¿Cómo se calcula lo que pagan en IRPF los autónomos?

Ahora que estamos en plena campaña del IRPF, conviene recordar cómo calculan los autónomos el rendimiento que obtienen por su actividad empresarial o profesional, y qué gastos pueden deducirse. Este rendimiento es el que se tomará en cuenta dentro de la declaración de la renta, junto al resto de rendimientos, reducciones y deducciones, para calcular el pago definitivo.

Así, cuando un autónomo va a desarrollar una actividad empresarial su primera decisión fiscal es elegir cómo va a declarar y tributar en el IRPF.

Salvo en aquellas escasas circunstancias donde se puede optar por la Estimación Objetiva (los también llamados Módulos), la decisión debe tomarse entre la Estimación Directa Normal y la estimación Directa Simplificada.

¿Sabes cuáles son las diferencias entre una y otra?

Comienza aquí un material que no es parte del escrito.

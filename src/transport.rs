use std::net::{Ipv4Addr, SocketAddr, UdpSocket};

use crate::errors::TransportError;
use crate::models::{MessageDatagram, MAX_DATAGRAM_LEN};

/// Seam between the form ingestor and the wire. The production transport is
/// an unacknowledged UDP send; swapping in an acknowledged queue only means
/// implementing this trait.
pub trait MessageTransport: Send + Sync {
    fn send(&self, datagram: &MessageDatagram) -> Result<(), TransportError>;
}

/// Fire-and-forget UDP client. One connected socket for the process
/// lifetime, one `send` per message, no receipt.
pub struct UdpTransport {
    socket: UdpSocket,
}

impl UdpTransport {
    pub fn connect(relay_addr: SocketAddr) -> std::io::Result<Self> {
        let socket = UdpSocket::bind((Ipv4Addr::LOCALHOST, 0))?;
        socket.connect(relay_addr)?;
        Ok(Self { socket })
    }
}

impl MessageTransport for UdpTransport {
    fn send(&self, datagram: &MessageDatagram) -> Result<(), TransportError> {
        let payload = serde_json::to_vec(datagram)?;
        if payload.len() > MAX_DATAGRAM_LEN {
            return Err(TransportError::Oversize(payload.len()));
        }
        self.socket.send(&payload)?;
        Ok(())
    }
}
// Wordtrace – A daily word search game
// Copyright (C) 2026  Neil Roberts
//
// This program is free software: you can redistribute it and/or modify
// it under the terms of the GNU General Public License as published by
// the Free Software Foundation, either version 3 of the License, or
// (at your option) any later version.
//
// This program is distributed in the hope that it will be useful,
// but WITHOUT ANY WARRANTY; without even the implied warranty of
// MERCHANTABILITY or FITNESS FOR A PARTICULAR PURPOSE.  See the
// GNU General Public License for more details.
//
// You should have received a copy of the GNU General Public License
// along with this program.  If not, see <http://www.gnu.org/licenses/>.

use std::fmt;
use chrono::Datelike;
use super::random::SeededRandom;
use super::letter_freq;

// A square grid of letters generated from a seed. The same seed and
// size always produce the same grid so that everybody gets the same
// puzzle on the same day.
pub struct LetterGrid {
    size: usize,
    letters: Vec<char>,
}

// Seed for the grid of the given date. The digits of the seed are the
// year, the zero-padded month and day and then the grid size, so the
// same day gets a different grid for each size. The grid size is
// always two digits.
pub fn date_seed(date: chrono::NaiveDate, grid_size: usize) -> i64 {
    date.year() as i64 * 1_000_000
        + date.month() as i64 * 10_000
        + date.day() as i64 * 100
        + grid_size as i64
}

impl LetterGrid {
    pub fn generate(seed: i64, size: usize) -> LetterGrid {
        let mut random = SeededRandom::new(seed);
        let mut letters = Vec::with_capacity(size * size);

        for row in 0..size {
            for col in 0..size {
                // The first column of each row draws from the unigram
                // distribution and the rest follow on from the letter
                // to their left, so rows read vaguely like English
                // while columns are independent.
                let letter = if col == 0 {
                    letter_freq::random_letter(&mut random)
                } else {
                    let preceding = letters[row * size + col - 1];
                    letter_freq::random_follower(preceding, &mut random)
                };

                letters.push(letter);
            }
        }

        LetterGrid { size, letters }
    }

    pub fn size(&self) -> usize {
        self.size
    }

    pub fn letter(&self, row: usize, col: usize) -> char {
        self.letters[row * self.size + col]
    }
}

impl fmt::Display for LetterGrid {
    fn fmt(&self, f: &mut fmt::Formatter) -> fmt::Result {
        for row in 0..self.size {
            if row > 0 {
                writeln!(f)?;
            }

            for col in 0..self.size {
                write!(f, "{}", self.letter(row, col))?;
            }
        }

        Ok(())
    }
}
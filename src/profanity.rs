// Wordtrace – A daily word search game
// Copyright (C) 2026  Neil Roberts
//
// This program is free software: you can redistribute it and/or modify
// it under the terms of the GNU General Public License as published by
// the Free Software Foundation, either version 3 of the License, or
// (at your option) any later version.
//
// This program is distributed in the hope that it will be useful,
// but WITHOUT ANY WARRANTY; without even the implied warranty of
// MERCHANTABILITY or FITNESS FOR A PARTICULAR PURPOSE.  See the
// GNU General Public License for more details.
//
// You should have received a copy of the GNU General Public License
// along with this program.  If not, see <http://www.gnu.org/licenses/>.

//! Interpretation of responses from the profanity filter service. As
//! with the dictionary, the caller does the fetching and feeds the
//! response back in.

pub const DEFAULT_URL: &str =
    "https://www.purgomalum.com/service/containsprofanity?text=";

// The words only ever contain letters from the grid so they don’t need
// any escaping in the query string.
pub fn check_url(base_url: &str, word: &str) -> String {
    format!("{}{}", base_url, word)
}

// Decides whether the filter flagged the word. The service answers
// with the plain text “true” or “false”. A failed request or an error
// status counts as not profane so that an outage doesn’t block
// legitimate play.
pub fn word_is_profane(word: &str, response: Option<(u16, &str)>) -> bool {
    let Some((status, body)) = response else {
        log::warn!("profanity check for “{}” failed", word);
        return false;
    };

    match status {
        200..=299 => body == "true",
        _ => {
            log::warn!("profanity check for “{}”: status {}", word, status);
            false
        },
    }
}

En este artículo te explicamos su funcionamiento y cuál te conviene más.

Estimación Directa Normal

La Estimación Directa Normal es la modalidad aplicable por defecto para determinar el rendimiento neto de las actividades económicas (el beneficio declarado sobre el que se paga el IRPF), ya que para la aplicación de la modalidad simplificada es necesaria la opción expresa del o de la contribuyente.

  • Cuando la persona o entidad (los autónomos se agrupan en comunidades de bienes o sociedades civiles) contribuyente no comunique a la Administración la opción por la aplicación de la modalidad simplificada, el rendimiento neto se determinará por esta modalidad normal.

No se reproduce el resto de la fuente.